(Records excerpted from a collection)
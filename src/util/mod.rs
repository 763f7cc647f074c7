//! Thread placement, ids and wait helpers.

/// Worker thread pinning.
pub mod affinity;
/// Sequential per-thread ids.
pub mod thread_id;
/// Wait budget utilities for spin-wait loops.
pub mod wait;

pub use affinity::{PinConfig, pin_current_thread};
pub use thread_id::ThreadId;
pub use wait::WaitBudget;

(What is being asked)
Could you write out all the entries exactly as given?

(Task answer)
filename src/util/mod.rs
repository 763f7cc647f074c7
//! Thread placement, ids and wait helpers.

/// Worker thread pinning.
pub mod affinity;
/// Sequential per-thread ids.
pub mod thread_id;
/// Wait budget utilities for spin-wait loops.
pub mod wait;

pub use affinity::{PinConfig, pin_current_thread};
pub use thread_id::ThreadId;
pub use wait::WaitBudget;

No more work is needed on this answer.